What's rarer to see, however, is wildlife coming together and coexisting peacefully.
Macaque perched atop wild boar
On Jan. 24, Chen Boon Chong headed to Chek Jawa on Pulau Ubin for a bird photography trip.
Chen spotted some wild boars and long-tailed macaques along the path, and proceeded to snap some shots.
Speaking to Mothership, he shared that he realised there were more of the animals further in, around 10 to 15m away.
Chen and his friends initially thought the macaques were resting atop a log and picking on things to eat, until one of his friends remarked that the 'log' was actually a wild boar.
One macaque eventually made its way comfortably closer to the boar's head.

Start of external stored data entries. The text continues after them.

use std::{
    fmt,
    sync::{
        atomic::{AtomicU64, Ordering},
        Arc,
    },
};

use parking_lot::Mutex;

use crate::{error::Error, timers::TimerHandle};

pub(crate) type Callback = Box<dyn FnOnce() + Send + 'static>;

/// Where a piece of work is in its submit / run / cancel cycle.
#[derive(Debug, Clone, Copy, PartialEq, Eq)]
#[repr(u8)]
pub enum WorkState {
    /// Never submitted.
    Idle = 0,
    /// Submitted and waiting for the reactor thread.
    Pending = 1,
    /// Cancelled before the reactor thread claimed it.
    Cancelled = 2,
    /// The callback is executing on the reactor thread.
    Running = 3,
    /// The callback has returned.
    Done = 4,
}

impl WorkState {
    fn from_bits(bits: u64) -> Self {
        match bits {
            0 => WorkState::Idle,
            1 => WorkState::Pending,
            2 => WorkState::Cancelled,
            3 => WorkState::Running,
            _ => WorkState::Done,
        }
    }
}

const STATE_BITS: u32 = 8;
const STATE_MASK: u64 = (1 << STATE_BITS) - 1;

// the ticket lives in the bits above the state byte
fn pack(ticket: u64, state: WorkState) -> u64 {
    (ticket << STATE_BITS) | state as u64
}

fn unpack(word: u64) -> (u64, WorkState) {
    (word >> STATE_BITS, WorkState::from_bits(word & STATE_MASK))
}

/// Shared state behind a [`Work`] handle.
///
/// Every submission bumps a ticket stored next to the state, so a message or
/// timer entry left over from an earlier submission can never claim a later one.
/// Transitions out of `Pending`, and into it, happen with the callback slot
/// locked; `Running -> Done` is a lone compare-and-swap.
#[derive(Default)]
pub(crate) struct WorkCell {
    state: AtomicU64,
    callback: Mutex<Option<Callback>>,
}

impl WorkCell {
    pub(crate) fn state(&self) -> WorkState {
        unpack(self.state.load(Ordering::Acquire)).1
    }

    /// Store `callback` and mark the work pending. Returns the new ticket.
    ///
    /// Allowed from every state but `Pending`, including from inside the
    /// work's own running callback.
    pub(crate) fn arm(&self, callback: Callback) -> Result<u64, Error> {
        let mut slot = self.callback.lock();
        let (ticket, state) = unpack(self.state.load(Ordering::Acquire));
        if state == WorkState::Pending {
            return Err(Error::AlreadyPending);
        }

        let ticket = ticket.wrapping_add(1) & (u64::MAX >> STATE_BITS);
        *slot = Some(callback);
        // a racing `Running -> Done` is overwritten, which is what we want
        self.state
            .store(pack(ticket, WorkState::Pending), Ordering::Release);
        Ok(ticket)
    }

    /// Withdraw a pending submission. The stored callback is dropped.
    pub(crate) fn cancel(&self) -> Result<(), Error> {
        let callback = {
            let mut slot = self.callback.lock();
            let (ticket, state) = unpack(self.state.load(Ordering::Acquire));
            if state != WorkState::Pending {
                return Err(Error::NotPending);
            }
            self.state
                .compare_exchange(
                    pack(ticket, WorkState::Pending),
                    pack(ticket, WorkState::Cancelled),
                    Ordering::AcqRel,
                    Ordering::Acquire,
                )
                .map_err(|_| Error::NotPending)?;
            slot.take()
        };
        drop(callback);
        Ok(())
    }

    /// Claim submission `ticket` and run its callback on the calling thread.
    ///
    /// Returns false without running anything if that submission was
    /// cancelled, already ran, or has been superseded.
    pub(crate) fn run(&self, ticket: u64) -> bool {
        let callback = {
            let mut slot = self.callback.lock();
            let claimed = self.state.compare_exchange(
                pack(ticket, WorkState::Pending),
                pack(ticket, WorkState::Running),
                Ordering::AcqRel,
                Ordering::Acquire,
            );
            if claimed.is_err() {
                return false;
            }
            slot.take()
        };

        if let Some(callback) = callback {
            callback();
        }

        // fails if the callback resubmitted its own work, which must stay pending
        let _ = self.state.compare_exchange(
            pack(ticket, WorkState::Running),
            pack(ticket, WorkState::Done),
            Ordering::AcqRel,
            Ordering::Acquire,
        );
        true
    }
}

/// A unit of work that can be handed to the reactor thread.
///
/// Cloning yields another handle to the same work; the scheduler keeps a
/// clone only while a submission is in flight. A `Work` can be submitted
/// again once it has run or been cancelled.
#[derive(Clone, Default)]
pub struct Work(pub(crate) Arc<WorkCell>);

impl Work {
    pub fn new() -> Self {
        Self::default()
    }

    pub fn state(&self) -> WorkState {
        self.0.state()
    }

    pub fn is_pending(&self) -> bool {
        self.state() == WorkState::Pending
    }
}

impl fmt::Debug for Work {
    fn fmt(&self, f: &mut fmt::Formatter<'_>) -> fmt::Result {
        f.debug_struct("Work").field("state", &self.state()).finish()
    }
}

/// Work that runs after a delay.
///
/// Remembers the timer entry of its latest submission so it can be cancelled.
#[derive(Clone, Default)]
pub struct DelayedWork {
    pub(crate) work: Work,
    pub(crate) timer: Arc<Mutex<Option<TimerHandle>>>,
}

impl DelayedWork {
    pub fn new() -> Self {
        Self::default()
    }

    pub fn state(&self) -> WorkState {
        self.work.state()
    }

    pub fn is_pending(&self) -> bool {
        self.work.is_pending()
    }
}

impl fmt::Debug for DelayedWork {
    fn fmt(&self, f: &mut fmt::Formatter<'_>) -> fmt::Result {
        f.debug_struct("DelayedWork")
            .field("state", &self.state())
            .field("timer", &*self.timer.lock())
            .finish()
    }
}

Chen then managed to capture this rather tranquil shot of the boar with the macaque perched on top of its head, bathed in sunlight filtering through the trees.
Meanwhile, the boar seems content enough to lie among the leaf litter and let the macaque pick through its coat.
Monkey King and Pigsy?
From the photo, it seems that the macaque was grooming the wild boar, or sieving through its coat for mites or insects to munch on.
Social grooming is an important part of primates' behaviour. Not only does it help to keep individuals in the troop clean, it reinforces social structures and bonds.
Research has also shown that grooming can help to reduce stress and relieve tension as well.
It is uncertain though, if monkeys typically groom other animals.
Recounting the sighting, Chen shared that he thought it was "an excellent metaphor about co-existing and respect".
He added that he had never seen something like this before.
Chen shared the photo on Facebook group Nature Society Singapore, where it garnered quite a few comments at the surprising but heartwarming inter-species interaction.
Some joked about the nature of the animals' relationship, and even compared it to the characters from the famous Chinese novel "Journey to the West".